Ugh. I sympathize. Hate noise myself. People here (apartment complex) don't have a lot of machinery type stuff, but they love to drink and be very, very vocal. Outside. Because it's hot, I guess. So you stand around, outdoors, drinkin' and yappin'. Seems that the more you drink, the louder you need to talk to get your Very Very Important Opinions across to your friends. And we don't have A/C, so my windows need to be open too. It's a conundrum. Luckily there are earplugs. And Valiums. :)
 
In the past, I've reached out to such neighbors by showing them what my Citation 22 amplifier and Bose towers can do with King Crimson's "THRAK" CD. It seems to work.
 
Arg. I feel your pain. I have learned, too, that in the case of a neighborhood feud, it is always the person/group with the lowest standards that will win out.

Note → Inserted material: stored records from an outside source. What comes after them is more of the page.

//! A single parsed access-log record.

use chrono::{DateTime, FixedOffset};
use std::fmt;
use std::net::IpAddr;

/// Timestamp layout used by the common log format, e.g.
/// `09/May/2018:16:00:42 +0000`.
pub const LOG_DATE_FORMAT: &str = "%d/%b/%Y:%H:%M:%S %z";

/// One HTTP server access-log entry.
///
/// Immutable once constructed; ownership moves into the [`Store`] on
/// ingestion. The offset of the original timestamp is preserved so that
/// formatting a parsed request reproduces the input line byte for byte.
///
/// [`Store`]: crate::monitor::store::Store
#[derive(Debug, Clone, PartialEq)]
pub struct Request {
    pub source_ip: IpAddr,
    pub user: String,
    pub time: DateTime<FixedOffset>,
    pub method: String,
    pub path: String,
    /// First `/`-delimited segment of `path`; `"/"` for the root path.
    pub section: String,
    pub http_version: String,
    pub code: i32,
    pub size: i64,
}

impl Request {
    /// Whether the request was served over HTTP/2.
    pub fn is_http2(&self) -> bool {
        self.http_version.starts_with("HTTP/2")
    }

    /// Whether the request came in over IPv6.
    pub fn is_ipv6(&self) -> bool {
        self.source_ip.is_ipv6()
    }

    /// Whether the response status was a server error (5xx).
    pub fn is_server_error(&self) -> bool {
        self.code >= 500
    }
}

/// Renders the record back into its common log format line.
///
/// `127.0.0.1 - mary [09/May/2018:16:00:42 +0000] "POST /api/user HTTP/1.0" 503 12`
impl fmt::Display for Request {
    fn fmt(&self, f: &mut fmt::Formatter<'_>) -> fmt::Result {
        write!(
            f,
            "{} - {} [{}] \"{} {} {}\" {} {}",
            self.source_ip,
            self.user,
            self.time.format(LOG_DATE_FORMAT),
            self.method,
            self.path,
            self.http_version,
            self.code,
            self.size,
        )
    }
}


#[cfg(test)]
mod tests {
    use super::*;
    use chrono::TimeZone;

    fn request() -> Request {
        Request {
            source_ip: "127.0.0.1".parse().unwrap(),
            user: "mary".to_string(),
            time: FixedOffset::east_opt(0)
                .unwrap()
                .with_ymd_and_hms(2018, 5, 9, 16, 0, 42)
                .unwrap(),
            method: "POST".to_string(),
            path: "/api/user".to_string(),
            section: "/api".to_string(),
            http_version: "HTTP/1.0".to_string(),
            code: 503,
            size: 12,
        }
    }

    #[test]
    fn is_http2() {
        let mut req = request();
        for version in ["HTTP/1.0", "HTTP/1.1", "", "blah"] {
            req.http_version = version.to_string();
            assert!(!req.is_http2(), "{version:?}");
        }
        req.http_version = "HTTP/2.0".to_string();
        assert!(req.is_http2());
    }

    #[test]
    fn is_ipv6() {
        let mut req = request();
        assert!(!req.is_ipv6());
        req.source_ip = "::1".parse().unwrap();
        assert!(req.is_ipv6());
    }

    #[test]
    fn is_server_error() {
        let mut req = request();
        for code in [200, 0, -1, 499] {
            req.code = code;
            assert!(!req.is_server_error(), "{code}");
        }
        for code in [500, 503, 599] {
            req.code = code;
            assert!(req.is_server_error(), "{code}");
        }
    }

    #[test]
    fn display_common_log_format() {
        let line = "127.0.0.1 - mary [09/May/2018:16:00:42 +0000] \"POST /api/user HTTP/1.0\" 503 12";
        assert_eq!(request().to_string(), line);
    }
}
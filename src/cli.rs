use clap::Parser;

/// accesswatch — HTTP access-log monitoring and traffic alerting console.
///
/// Follows a W3C common-log-format file (or replays it in one pass),
/// maintains sliding-window traffic statistics, and raises an alert whenever
/// the average request rate stays above the configured threshold for a full
/// alerting window.
#[derive(Parser, Debug, Clone)]
#[command(
    name    = "accesswatch",
    version = "0.2.0",
    about   = "HTTP access log monitoring and traffic alerting console",
    long_about = None,
)]
pub struct Cli {
    // ── Log source ───────────────────────────────────────────────────────────

    /// Access log file to follow (or to replay with --offline, or to append
    /// to with --generate).
    #[arg(short = 'f', long = "file", value_name = "PATH", default_value = "/tmp/access.log")]
    pub file: String,

    /// Replay the whole file once and exit instead of following it live.
    ///
    /// Alert transitions are printed as they are confirmed; no screen
    /// refresh happens in this mode.
    #[arg(long = "offline")]
    pub offline: bool,

    // ── Display ──────────────────────────────────────────────────────────────

    /// Seconds between screen refreshes in live mode.
    ///
    /// Each refresh summarises the traffic of the last refresh interval, so
    /// this also sets how much history the store keeps for statistics.
    #[arg(short = 'r', long = "refresh", value_name = "SECS", default_value_t = 10)]
    pub refresh: u64,

    /// How many entries to show in each top-traffic ranking.
    #[arg(long = "top", value_name = "N", default_value_t = 3)]
    pub top: usize,

    // ── Alerting ─────────────────────────────────────────────────────────────

    /// Moving-average window, in seconds, over which the request rate is
    /// evaluated. 0 disables alerting.
    #[arg(short = 'w', long = "window", value_name = "SECS", default_value_t = 120)]
    pub window: u64,

    /// Request rate (per second) that must be sustained for a full window to
    /// raise an alert. 0 disables alerting.
    #[arg(short = 't', long = "threshold", value_name = "RATE", default_value_t = 10.0)]
    pub threshold: f64,

    // ── Generator ────────────────────────────────────────────────────────────

    /// Append synthetic traffic to the log file instead of monitoring it.
    ///
    /// Useful to demo the console: run one instance with --generate and a
    /// second one following the same file.
    #[arg(long = "generate")]
    pub generate: bool,

    /// Peak rate, in lines per second, of the synthetic traffic ramp.
    #[arg(long = "peak-rate", value_name = "N", default_value_t = 100)]
    pub peak_rate: u32,

    // ── Logging ──────────────────────────────────────────────────────────────

    /// Write event output to this file in addition to stdout.
    ///
    /// The file is created if it does not exist and appended to if it does.
    /// JSON mode (--json) affects the format written to this file as well.
    #[arg(short = 'o', long = "log-file", value_name = "PATH")]
    pub log_file: Option<String>,

    /// Emit log entries as newline-delimited JSON (NDJSON).
    ///
    /// Each event is a self-contained JSON object on its own line, suitable
    /// for ingestion by log shippers (Logstash, Fluentd, Vector) or SIEM
    /// platforms (Splunk, Elastic, Loki).
    #[arg(short = 'j', long = "json")]
    pub json: bool,
}
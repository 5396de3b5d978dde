//! Bounded, time-ordered request storage.
//!
//! The store is append-only at the tail and evicted from the head, so the
//! stored timestamps are non-decreasing at all times. Everything else in the
//! engine leans on that invariant: window queries scan from the tail and stop
//! at the first record outside the window, and eviction only ever drops a
//! prefix, so nothing newer than the deadline can be removed by accident.
//!
//! NOT thread safe; a single logical thread owns all mutation.

use crate::monitor::error::Error;
use crate::monitor::request::Request;
use chrono::{DateTime, FixedOffset, TimeDelta};
use std::collections::VecDeque;

/// Accumulates requests in event-time order.
#[derive(Debug, Default)]
pub struct Store {
    requests: VecDeque<Request>,
}

impl Store {
    pub fn new() -> Self {
        Self::default()
    }

    /// Appends a request.
    ///
    /// Fails with [`Error::OutOfOrder`] if the request is strictly older than
    /// the newest stored request; equal timestamps are normal (several events
    /// per instant) and accepted. A rejected add leaves the store unchanged.
    pub fn add(&mut self, req: Request) -> Result<(), Error> {
        if let Some(last) = self.requests.back() {
            if req.time < last.time {
                return Err(Error::OutOfOrder {
                    got: req.time.to_rfc3339(),
                    last: last.time.to_rfc3339(),
                });
            }
        }

        self.requests.push_back(req);
        Ok(())
    }

    /// Iterates over the requests strictly newer than `deadline`, oldest
    /// first.
    ///
    /// The cutoff is located by scanning backwards from the tail, so the cost
    /// is proportional to the size of the answer, not the size of the store —
    /// callers always ask about the recent window.
    pub fn since(&self, deadline: DateTime<FixedOffset>) -> impl Iterator<Item = &Request> {
        let mut start = self.requests.len();
        while start > 0 && self.requests[start - 1].time > deadline {
            start -= 1;
        }
        self.requests.range(start..)
    }

    /// Drops every request with `time <= deadline`.
    ///
    /// Idempotent; a no-op when the deadline precedes everything stored.
    /// Evicted slots release their records immediately while the deque keeps
    /// its capacity for future appends.
    pub fn evict(&mut self, deadline: DateTime<FixedOffset>) {
        while let Some(front) = self.requests.front() {
            if front.time <= deadline {
                self.requests.pop_front();
            } else {
                break;
            }
        }
    }

    pub fn len(&self) -> usize {
        self.requests.len()
    }

    pub fn is_empty(&self) -> bool {
        self.requests.is_empty()
    }
}

/// Deadline for a window ending at `now`: `now - window`.
pub fn deadline(now: DateTime<FixedOffset>, window: TimeDelta) -> DateTime<FixedOffset> {
    now - window
}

This is a variation on the old Bible parable. With some people, if you turn the other cheek, they will slap you silly.
 
I am trying to be a better person/less judgmental asshole.

I dunno, I think there's a time and a place to be a judgmental asshole, and this is one of them. I'm certainly being a judgmental asshole while reading about this guy, and I can't even hear him.

Sad that this isn't an easy time to move.
 
Younger people are increasingly causing their own deafness. Invest in hearing aid stock.